I wasn't always comfortable saying I had been raped, because what seems so black-and-white, was gray for me for so long.
I know what I was taught; if I say "no" to someone and they continue to force themselves on me, it's rape. But this was someone I used to be passionate about, and while we were together, the sex was always consensual. It was hard for me to understand how 1) a man who claimed to care for me could force himself upon me and 2) I could be confused about it.
According to Dictionary.com, rape is not just sexually forcing yourself upon someone else, but an act of "plunder," "violent seizure," and "abuse." When that gruesome night was over, I felt all of these things. So, why was that reality-check so hard for me to come to grips with? Why was I so confused?

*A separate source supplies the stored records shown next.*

//! Configuration file management.

use std::path::{Path, PathBuf};

use glucolog_sync::{NetworkInfo, NetworkState, NetworkType, SyncPreferences};
use glucolog_types::GlucoseUnit;
use serde::{Deserialize, Serialize};

/// Configuration file structure.
#[derive(Debug, Clone, Default, PartialEq, Serialize, Deserialize)]
#[serde(default)]
pub struct Config {
    /// Local database.
    pub storage: StorageConfig,
    /// Sync preferences (`auto_sync`, `auto_sync_mobile`).
    pub sync: SyncPreferences,
    /// The network the CLI reports as active.
    pub network: NetworkConfig,
    /// Remote side of `glucolog sync`.
    pub cloud: CloudConfig,
    /// Output settings.
    pub display: DisplayConfig,
}

impl Config {
    /// Load configuration from the default path, or defaults when it does not exist.
    pub fn load_default() -> Result<Self, ConfigError> {
        let path = default_config_path();
        if path.exists() {
            Self::load(&path)
        } else {
            Ok(Self::default())
        }
    }

    /// Load configuration from a file.
    pub fn load<P: AsRef<Path>>(path: P) -> Result<Self, ConfigError> {
        let content = std::fs::read_to_string(path.as_ref()).map_err(|e| ConfigError::Read {
            path: path.as_ref().to_path_buf(),
            source: e,
        })?;
        toml::from_str(&content).map_err(|e| ConfigError::Parse {
            path: path.as_ref().to_path_buf(),
            source: e,
        })
    }

    /// Save configuration to a file.
    pub fn save<P: AsRef<Path>>(&self, path: P) -> Result<(), ConfigError> {
        let content = toml::to_string_pretty(self).map_err(ConfigError::Serialize)?;

        if let Some(parent) = path.as_ref().parent() {
            std::fs::create_dir_all(parent).map_err(|e| ConfigError::Write {
                path: parent.to_path_buf(),
                source: e,
            })?;
        }

        std::fs::write(path.as_ref(), content).map_err(|e| ConfigError::Write {
            path: path.as_ref().to_path_buf(),
            source: e,
        })
    }

    /// Validate the configuration and return any errors.
    ///
    /// This checks:
    /// - Storage path is not empty
    /// - Cloud directory is not empty and is not the database file itself
    pub fn validate(&self) -> Result<(), ConfigError> {
        let mut errors = Vec::new();

        errors.extend(self.storage.validate());
        errors.extend(self.cloud.validate());

        if !self.cloud.directory.as_os_str().is_empty() && self.cloud.directory == self.storage.path
        {
            errors.push(ValidationError {
                field: "cloud.directory".to_string(),
                message: "cloud directory cannot be the database file".to_string(),
            });
        }

        if errors.is_empty() {
            Ok(())
        } else {
            Err(ConfigError::Validation(errors))
        }
    }
}

/// Storage configuration.
#[derive(Debug, Clone, PartialEq, Serialize, Deserialize)]
#[serde(default)]
pub struct StorageConfig {
    /// Database file path.
    pub path: PathBuf,
}

impl Default for StorageConfig {
    fn default() -> Self {
        Self {
            path: glucolog_store::default_db_path(),
        }
    }
}

impl StorageConfig {
    /// Validate storage configuration.
    pub fn validate(&self) -> Vec<ValidationError> {
        let mut errors = Vec::new();
        if self.path.as_os_str().is_empty() {
            errors.push(ValidationError {
                field: "storage.path".to_string(),
                message: "database path cannot be empty".to_string(),
            });
        }
        errors
    }
}

/// Active network as seen by the CLI.
///
/// A desktop has no portable connectivity service, so the network is
/// declared here (or overridden per invocation with `--network`).
#[derive(Debug, Clone, Copy, PartialEq, Serialize, Deserialize)]
#[serde(default)]
pub struct NetworkConfig {
    /// Network type.
    pub kind: NetworkType,
    /// Whether that network is connected.
    pub connected: bool,
}

impl Default for NetworkConfig {
    fn default() -> Self {
        Self {
            kind: NetworkType::Wifi,
            connected: true,
        }
    }
}

impl NetworkConfig {
    /// The configured active network.
    pub fn active_network(&self) -> NetworkInfo {
        NetworkInfo {
            network_type: self.kind,
            state: if self.connected {
                NetworkState::Connected
            } else {
                NetworkState::Disconnected
            },
        }
    }
}

/// Cloud (sync target) configuration.
#[derive(Debug, Clone, PartialEq, Serialize, Deserialize)]
#[serde(default)]
pub struct CloudConfig {
    /// Directory that scans are mirrored to.
    pub directory: PathBuf,
}

impl Default for CloudConfig {
    fn default() -> Self {
        Self {
            directory: default_cloud_dir(),
        }
    }
}

impl CloudConfig {
    /// Validate cloud configuration.
    pub fn validate(&self) -> Vec<ValidationError> {
        let mut errors = Vec::new();
        if self.directory.as_os_str().is_empty() {
            errors.push(ValidationError {
                field: "cloud.directory".to_string(),
                message: "cloud directory cannot be empty".to_string(),
            });
        }
        errors
    }
}

/// Display configuration.
#[derive(Debug, Clone, Copy, Default, PartialEq, Serialize, Deserialize)]
#[serde(default)]
pub struct DisplayConfig {
    /// Glucose unit (`mgdl` or `mmoll`).
    pub unit: GlucoseUnit,
    /// Disable colored output.
    pub no_color: bool,
}

/// A validation error for a specific field.
#[derive(Debug, Clone, PartialEq, Eq)]
pub struct ValidationError {
    /// Dotted path of the offending field.
    pub field: String,
    pub message: String,
}

impl std::fmt::Display for ValidationError {
    fn fmt(&self, f: &mut std::fmt::Formatter<'_>) -> std::fmt::Result {
        write!(f, "{}: {}", self.field, self.message)
    }
}

/// Configuration errors.
#[derive(Debug, thiserror::Error)]
pub enum ConfigError {
    #[error("Failed to read config file {path}: {source}")]
    Read {
        path: PathBuf,
        source: std::io::Error,
    },

    #[error("Failed to parse config file {path}: {source}")]
    Parse {
        path: PathBuf,
        source: toml::de::Error,
    },

    #[error("Failed to serialize config: {0}")]
    Serialize(toml::ser::Error),

    #[error("Failed to write config file {path}: {source}")]
    Write {
        path: PathBuf,
        source: std::io::Error,
    },

    #[error("Invalid configuration:\n{}", format_validation_errors(.0))]
    Validation(Vec<ValidationError>),
}

fn format_validation_errors(errors: &[ValidationError]) -> String {
    errors
        .iter()
        .map(|e| format!("  - {}", e))
        .collect::<Vec<_>>()
        .join("\n")
}

/// Default configuration file path.
pub fn default_config_path() -> PathBuf {
    dirs::config_dir()
        .unwrap_or_else(|| PathBuf::from("."))
        .join("glucolog")
        .join("config.toml")
}

/// Default cloud directory.
pub fn default_cloud_dir() -> PathBuf {
    dirs::data_local_dir()
        .unwrap_or_else(|| PathBuf::from("."))
        .join("glucolog")
        .join("cloud")
}
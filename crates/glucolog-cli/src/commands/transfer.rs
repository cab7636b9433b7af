//! Import and export commands.

use std::fs;
use std::path::Path;

use anyhow::{Context, Result};
use glucolog_cli::config::Config;
use tracing::info;

use super::open_store;

/// Execute the import command.
pub fn cmd_import(file: &Path, config: &Config) -> Result<()> {
    let json = fs::read_to_string(file)
        .with_context(|| format!("Failed to read {}", file.display()))?;

    let store = open_store(config)?;
    let result = store
        .import_json(&json)
        .with_context(|| format!("Failed to import {}", file.display()))?;

    println!(
        "Imported {} scans ({} already present)",
        result.imported, result.skipped
    );
    Ok(())
}

/// Execute the export command.
pub fn cmd_export(output: Option<&Path>, config: &Config) -> Result<()> {
    let store = open_store(config)?;
    let json = store.export_json().context("Failed to export scans")?;

    match output {
        Some(path) => {
            fs::write(path, format!("{}\n", json))
                .with_context(|| format!("Failed to write {}", path.display()))?;
            info!("Exported scans to {}", path.display());
        }
        None => println!("{}", json),
    }
    Ok(())
}
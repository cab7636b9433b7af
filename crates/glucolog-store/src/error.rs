//! Error types for glucolog-store.

use std::path::PathBuf;

/// Result type for glucolog-store operations.
pub type Result<T> = std::result::Result<T, Error>;

/// Errors that can occur in glucolog-store.
#[derive(Debug, thiserror::Error)]
pub enum Error {
    /// Database error from SQLite.
    #[error("Database error: {0}")]
    Database(#[from] rusqlite::Error),

    /// Failed to create database directory.
    #[error("Failed to create database directory {path}: {source}")]
    CreateDirectory {
        path: PathBuf,
        source: std::io::Error,
    },

    /// Invalid timestamp.
    #[error("Invalid timestamp: {0}")]
    InvalidTimestamp(String),

    /// Stored value could not be decoded.
    #[error("Invalid stored value: {0}")]
    InvalidValue(#[from] glucolog_types::ParseError),

    /// A live query failed or stopped.
    #[error("Live query error: {0}")]
    LiveQuery(String),

    /// Serialization error.
    #[error("Serialization error: {0}")]
    Serialization(#[from] serde_json::Error),

    /// IO error.
    #[error("IO error: {0}")]
    Io(#[from] std::io::Error),
}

For many years, like for the man who raped me, I once had some really passionate feelings for Hip Hop. Who wouldn't fall in love with songs like "Bonita Applebaum," "Proceed," "I Used to Love H.E.R.," "Fight the Power," and "I Need Love?"
But as time went by, and commercialism became Hip Hop's main squeeze, I found us growing apart. Sure, I still cared about it, but the more risqué the lyrics became, and the more naked the girls in the music videos got, the less we seemed to have in common.
Then fate reunited us as I became a freelance entertainment journalist, who often had to listen to radio rap. Oh, the irony.
At first, I kept it "just business," but then I found myself flirting just a bit, as I settled for the semi-degrading popular chart-toppers.